» Brief
Give the count of lines in the records below that contain "usize", with no other words.

═══ Exercise data ═══

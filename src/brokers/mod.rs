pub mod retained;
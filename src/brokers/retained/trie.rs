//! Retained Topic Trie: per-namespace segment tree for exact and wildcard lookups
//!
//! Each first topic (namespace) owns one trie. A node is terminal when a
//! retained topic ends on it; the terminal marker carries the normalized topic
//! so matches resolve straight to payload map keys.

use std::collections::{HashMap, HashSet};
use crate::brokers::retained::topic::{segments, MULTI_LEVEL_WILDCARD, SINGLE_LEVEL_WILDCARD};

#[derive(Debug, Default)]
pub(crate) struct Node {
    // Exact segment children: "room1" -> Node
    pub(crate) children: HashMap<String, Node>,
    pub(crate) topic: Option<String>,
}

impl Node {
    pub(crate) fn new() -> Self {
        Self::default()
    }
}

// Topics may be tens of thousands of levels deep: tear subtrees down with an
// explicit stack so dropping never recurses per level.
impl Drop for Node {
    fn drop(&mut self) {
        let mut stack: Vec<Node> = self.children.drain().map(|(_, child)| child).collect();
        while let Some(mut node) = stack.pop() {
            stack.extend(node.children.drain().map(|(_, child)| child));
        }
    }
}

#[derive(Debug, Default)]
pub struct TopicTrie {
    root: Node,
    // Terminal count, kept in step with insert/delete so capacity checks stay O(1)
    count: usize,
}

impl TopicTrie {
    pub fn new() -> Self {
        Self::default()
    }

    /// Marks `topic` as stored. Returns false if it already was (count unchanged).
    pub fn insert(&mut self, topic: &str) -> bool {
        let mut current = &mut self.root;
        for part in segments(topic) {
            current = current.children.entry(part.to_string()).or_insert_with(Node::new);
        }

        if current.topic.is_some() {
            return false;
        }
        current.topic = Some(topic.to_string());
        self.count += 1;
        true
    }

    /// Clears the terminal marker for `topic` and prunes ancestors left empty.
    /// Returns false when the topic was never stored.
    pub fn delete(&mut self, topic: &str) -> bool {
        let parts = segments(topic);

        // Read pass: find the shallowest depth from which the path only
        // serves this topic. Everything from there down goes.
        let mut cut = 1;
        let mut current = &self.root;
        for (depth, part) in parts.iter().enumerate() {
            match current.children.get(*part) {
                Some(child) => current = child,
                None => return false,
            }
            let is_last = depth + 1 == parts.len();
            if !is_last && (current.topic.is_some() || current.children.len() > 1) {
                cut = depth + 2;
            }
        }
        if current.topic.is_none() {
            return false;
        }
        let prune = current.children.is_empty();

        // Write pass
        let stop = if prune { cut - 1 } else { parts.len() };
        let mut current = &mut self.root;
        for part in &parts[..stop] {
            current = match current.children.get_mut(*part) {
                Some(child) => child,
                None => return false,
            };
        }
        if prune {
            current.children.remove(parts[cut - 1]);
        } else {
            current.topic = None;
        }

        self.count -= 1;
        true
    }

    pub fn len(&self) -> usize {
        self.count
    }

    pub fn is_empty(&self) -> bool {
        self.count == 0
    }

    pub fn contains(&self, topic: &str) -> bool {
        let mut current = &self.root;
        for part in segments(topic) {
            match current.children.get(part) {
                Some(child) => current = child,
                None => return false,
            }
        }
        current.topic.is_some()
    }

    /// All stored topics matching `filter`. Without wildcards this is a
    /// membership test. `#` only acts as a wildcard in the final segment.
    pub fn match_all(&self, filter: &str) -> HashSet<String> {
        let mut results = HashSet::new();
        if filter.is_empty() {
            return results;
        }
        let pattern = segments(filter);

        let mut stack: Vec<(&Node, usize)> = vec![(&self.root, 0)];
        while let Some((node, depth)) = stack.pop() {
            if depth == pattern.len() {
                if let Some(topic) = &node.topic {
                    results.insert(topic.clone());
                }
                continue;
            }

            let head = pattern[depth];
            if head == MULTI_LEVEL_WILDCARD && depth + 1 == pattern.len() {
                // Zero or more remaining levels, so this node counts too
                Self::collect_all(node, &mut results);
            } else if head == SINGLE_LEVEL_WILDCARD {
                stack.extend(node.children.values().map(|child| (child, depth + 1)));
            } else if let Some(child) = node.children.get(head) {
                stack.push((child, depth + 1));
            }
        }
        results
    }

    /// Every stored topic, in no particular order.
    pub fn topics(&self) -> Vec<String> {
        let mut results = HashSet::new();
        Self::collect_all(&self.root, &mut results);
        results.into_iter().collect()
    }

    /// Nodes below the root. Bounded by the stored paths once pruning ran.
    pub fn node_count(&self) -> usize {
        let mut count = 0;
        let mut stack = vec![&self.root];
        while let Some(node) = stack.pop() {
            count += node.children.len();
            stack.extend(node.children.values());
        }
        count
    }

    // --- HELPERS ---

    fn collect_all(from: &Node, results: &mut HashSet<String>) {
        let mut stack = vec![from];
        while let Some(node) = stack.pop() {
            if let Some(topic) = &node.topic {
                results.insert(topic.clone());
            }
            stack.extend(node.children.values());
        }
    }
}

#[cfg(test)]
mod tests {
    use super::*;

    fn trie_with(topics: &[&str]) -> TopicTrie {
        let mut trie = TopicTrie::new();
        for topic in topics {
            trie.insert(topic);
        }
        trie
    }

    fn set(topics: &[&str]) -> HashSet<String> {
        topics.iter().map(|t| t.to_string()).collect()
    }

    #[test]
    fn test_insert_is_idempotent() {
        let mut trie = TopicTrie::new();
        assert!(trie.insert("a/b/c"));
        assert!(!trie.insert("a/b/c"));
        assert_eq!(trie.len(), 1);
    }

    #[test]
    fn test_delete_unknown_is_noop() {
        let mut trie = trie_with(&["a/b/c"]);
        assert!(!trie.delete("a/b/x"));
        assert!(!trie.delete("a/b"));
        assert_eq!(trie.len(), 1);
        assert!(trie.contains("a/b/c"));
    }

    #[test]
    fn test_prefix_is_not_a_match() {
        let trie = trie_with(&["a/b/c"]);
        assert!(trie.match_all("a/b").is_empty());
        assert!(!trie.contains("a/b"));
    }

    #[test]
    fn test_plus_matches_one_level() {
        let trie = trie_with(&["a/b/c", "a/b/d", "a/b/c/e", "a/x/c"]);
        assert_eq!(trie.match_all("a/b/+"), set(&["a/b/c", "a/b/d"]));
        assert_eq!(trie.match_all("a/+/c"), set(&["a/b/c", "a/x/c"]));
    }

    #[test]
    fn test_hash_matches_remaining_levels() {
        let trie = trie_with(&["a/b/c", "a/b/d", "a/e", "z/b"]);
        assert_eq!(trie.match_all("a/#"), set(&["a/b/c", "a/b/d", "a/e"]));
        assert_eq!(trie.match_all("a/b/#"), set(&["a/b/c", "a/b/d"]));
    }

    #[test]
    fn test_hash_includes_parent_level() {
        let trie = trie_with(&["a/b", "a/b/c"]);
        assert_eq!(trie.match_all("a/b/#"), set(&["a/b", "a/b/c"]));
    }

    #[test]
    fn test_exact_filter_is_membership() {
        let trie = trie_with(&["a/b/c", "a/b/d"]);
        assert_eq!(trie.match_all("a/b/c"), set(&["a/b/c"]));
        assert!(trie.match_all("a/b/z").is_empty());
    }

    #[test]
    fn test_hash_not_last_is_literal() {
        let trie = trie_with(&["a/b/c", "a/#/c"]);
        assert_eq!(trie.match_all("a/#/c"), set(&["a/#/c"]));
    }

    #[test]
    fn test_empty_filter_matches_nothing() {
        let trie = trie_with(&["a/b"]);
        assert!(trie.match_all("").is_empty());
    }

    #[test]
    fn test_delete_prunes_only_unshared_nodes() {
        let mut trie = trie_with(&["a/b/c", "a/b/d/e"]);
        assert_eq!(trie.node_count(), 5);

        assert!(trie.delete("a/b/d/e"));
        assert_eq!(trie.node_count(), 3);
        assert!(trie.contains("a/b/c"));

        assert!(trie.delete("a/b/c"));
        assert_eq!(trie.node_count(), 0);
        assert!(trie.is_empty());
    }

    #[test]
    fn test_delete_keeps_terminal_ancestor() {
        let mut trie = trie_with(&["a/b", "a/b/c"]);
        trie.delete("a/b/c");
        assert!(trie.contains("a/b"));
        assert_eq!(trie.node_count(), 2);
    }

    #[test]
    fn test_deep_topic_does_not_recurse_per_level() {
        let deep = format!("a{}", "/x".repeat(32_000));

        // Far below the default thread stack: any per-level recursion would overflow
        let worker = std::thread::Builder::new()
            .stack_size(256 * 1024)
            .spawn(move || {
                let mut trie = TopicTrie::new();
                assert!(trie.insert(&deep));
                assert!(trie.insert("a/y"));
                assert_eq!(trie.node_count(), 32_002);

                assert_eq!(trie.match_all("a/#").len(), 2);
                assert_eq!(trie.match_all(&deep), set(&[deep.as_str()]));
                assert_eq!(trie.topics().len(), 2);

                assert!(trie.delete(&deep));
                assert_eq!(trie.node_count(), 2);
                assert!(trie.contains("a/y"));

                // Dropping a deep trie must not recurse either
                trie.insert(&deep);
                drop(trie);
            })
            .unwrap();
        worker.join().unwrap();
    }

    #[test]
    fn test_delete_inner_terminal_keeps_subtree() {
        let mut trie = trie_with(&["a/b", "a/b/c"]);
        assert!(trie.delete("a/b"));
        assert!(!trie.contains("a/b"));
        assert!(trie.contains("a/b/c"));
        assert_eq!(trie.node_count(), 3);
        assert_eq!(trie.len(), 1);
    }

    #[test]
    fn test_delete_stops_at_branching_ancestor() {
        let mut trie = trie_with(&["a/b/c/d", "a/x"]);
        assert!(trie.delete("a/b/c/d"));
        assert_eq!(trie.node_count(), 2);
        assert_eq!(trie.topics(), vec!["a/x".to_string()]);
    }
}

═══

» Result below
4